___ GIVEN RECORDS

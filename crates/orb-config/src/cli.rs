//! Command-line overrides.

use std::path::PathBuf;

use clap::Parser;
use orb_scene::{DayNightMode, SceneMode};

use crate::Config;

/// CLI values take precedence over `config.ron`.
#[derive(Parser, Debug, Default)]
#[command(name = "orb", about = "Spin a ball or the Earth")]
pub struct CliArgs {
    #[arg(long)]
    pub width: Option<u32>,

    #[arg(long)]
    pub height: Option<u32>,

    #[arg(long)]
    pub fullscreen: Option<bool>,

    /// Scene to show first: `ball` or `earth`.
    #[arg(long)]
    pub scene: Option<SceneMode>,

    /// Start the Earth on its night map.
    #[arg(long)]
    pub night: bool,

    /// Directory containing the Earth textures.
    #[arg(long)]
    pub assets: Option<PathBuf>,

    /// Log filter (error, warn, info, debug, trace, or a full directive).
    #[arg(long)]
    pub log_level: Option<String>,

    /// Config directory (overrides the platform default).
    #[arg(long)]
    pub config: Option<PathBuf>,
}

impl Config {
    pub fn apply_cli_overrides(&mut self, args: &CliArgs) {
        if let Some(w) = args.width {
            self.window.width = w;
        }
        if let Some(h) = args.height {
            self.window.height = h;
        }
        if let Some(fs) = args.fullscreen {
            self.window.fullscreen = fs;
        }
        if let Some(scene) = args.scene {
            self.scene.initial_scene = scene;
        }
        if args.night {
            self.scene.initial_day_night = DayNightMode::Night;
        }
        if let Some(ref dir) = args.assets {
            self.scene.assets_dir = dir.clone();
        }
        if let Some(ref level) = args.log_level {
            self.debug.log_level = level.clone();
        }
    }
}

#[cfg(test)]
mod tests {
    use super::*;

    #[test]
    fn test_cli_override() {
        let mut config = Config::default();
        let args = CliArgs::parse_from(["orb", "--width", "1920", "--scene", "earth", "--night"]);
        config.apply_cli_overrides(&args);
        assert_eq!(config.window.width, 1920);
        assert_eq!(config.scene.initial_scene, SceneMode::Earth);
        assert_eq!(config.scene.initial_day_night, DayNightMode::Night);
        assert_eq!(config.window.height, 720);
    }

    #[test]
    fn test_cli_no_override() {
        let mut config = Config::default();
        config.apply_cli_overrides(&CliArgs::default());
        assert_eq!(config, Config::default());
    }

    #[test]
    fn test_assets_and_log_level() {
        let mut config = Config::default();
        let args = CliArgs::parse_from(["orb", "--assets", "/tmp/maps", "--log-level", "debug"]);
        config.apply_cli_overrides(&args);
        assert_eq!(config.scene.assets_dir, PathBuf::from("/tmp/maps"));
        assert_eq!(config.debug.log_level, "debug");
    }

    #[test]
    fn test_unknown_scene_rejected() {
        assert!(CliArgs::try_parse_from(["orb", "--scene", "mars"]).is_err());
    }
}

______

| WHAT THE EXERCISE ASKS |
Print every record above once more, exactly as written.

| RESULT OF THE TASK |
filename crates/orb-config/src/cli.rs
//! Command-line overrides.

use std::path::PathBuf;

use clap::Parser;
use orb_scene::{DayNightMode, SceneMode};

use crate::Config;

/// CLI values take precedence over `config.ron`.
#[derive(Parser, Debug, Default)]
#[command(name = "orb", about = "Spin a ball or the Earth")]
pub struct CliArgs {
    #[arg(long)]
    pub width: Option<u32>,

    #[arg(long)]
    pub height: Option<u32>,

    #[arg(long)]
    pub fullscreen: Option<bool>,

    /// Scene to show first: `ball` or `earth`.
    #[arg(long)]
    pub scene: Option<SceneMode>,

    /// Start the Earth on its night map.
    #[arg(long)]
    pub night: bool,

    /// Directory containing the Earth textures.
    #[arg(long)]
    pub assets: Option<PathBuf>,

    /// Log filter (error, warn, info, debug, trace, or a full directive).
    #[arg(long)]
    pub log_level: Option<String>,

    /// Config directory (overrides the platform default).
    #[arg(long)]
    pub config: Option<PathBuf>,
}

impl Config {
    pub fn apply_cli_overrides(&mut self, args: &CliArgs) {
        if let Some(w) = args.width {
            self.window.width = w;
        }
        if let Some(h) = args.height {
            self.window.height = h;
        }
        if let Some(fs) = args.fullscreen {
            self.window.fullscreen = fs;
        }
        if let Some(scene) = args.scene {
            self.scene.initial_scene = scene;
        }
        if args.night {
            self.scene.initial_day_night = DayNightMode::Night;
        }
        if let Some(ref dir) = args.assets {
            self.scene.assets_dir = dir.clone();
        }
        if let Some(ref level) = args.log_level {
            self.debug.log_level = level.clone();
        }
    }
}

#[cfg(test)]
mod tests {
    use super::*;

    #[test]
    fn test_cli_override() {
        let mut config = Config::default();
        let args = CliArgs::parse_from(["orb", "--width", "1920", "--scene", "earth", "--night"]);
        config.apply_cli_overrides(&args);
        assert_eq!(config.window.width, 1920);
        assert_eq!(config.scene.initial_scene, SceneMode::Earth);
        assert_eq!(config.scene.initial_day_night, DayNightMode::Night);
        assert_eq!(config.window.height, 720);
    }

    #[test]
    fn test_cli_no_override() {
        let mut config = Config::default();
        config.apply_cli_overrides(&CliArgs::default());
        assert_eq!(config, Config::default());
    }

    #[test]
    fn test_assets_and_log_level() {
        let mut config = Config::default();
        let args = CliArgs::parse_from(["orb", "--assets", "/tmp/maps", "--log-level", "debug"]);
        config.apply_cli_overrides(&args);
        assert_eq!(config.scene.assets_dir, PathBuf::from("/tmp/maps"));
        assert_eq!(config.debug.log_level, "debug");
    }

    #[test]
    fn test_unknown_scene_rejected() {
        assert!(CliArgs::try_parse_from(["orb", "--scene", "mars"]).is_err());
    }
}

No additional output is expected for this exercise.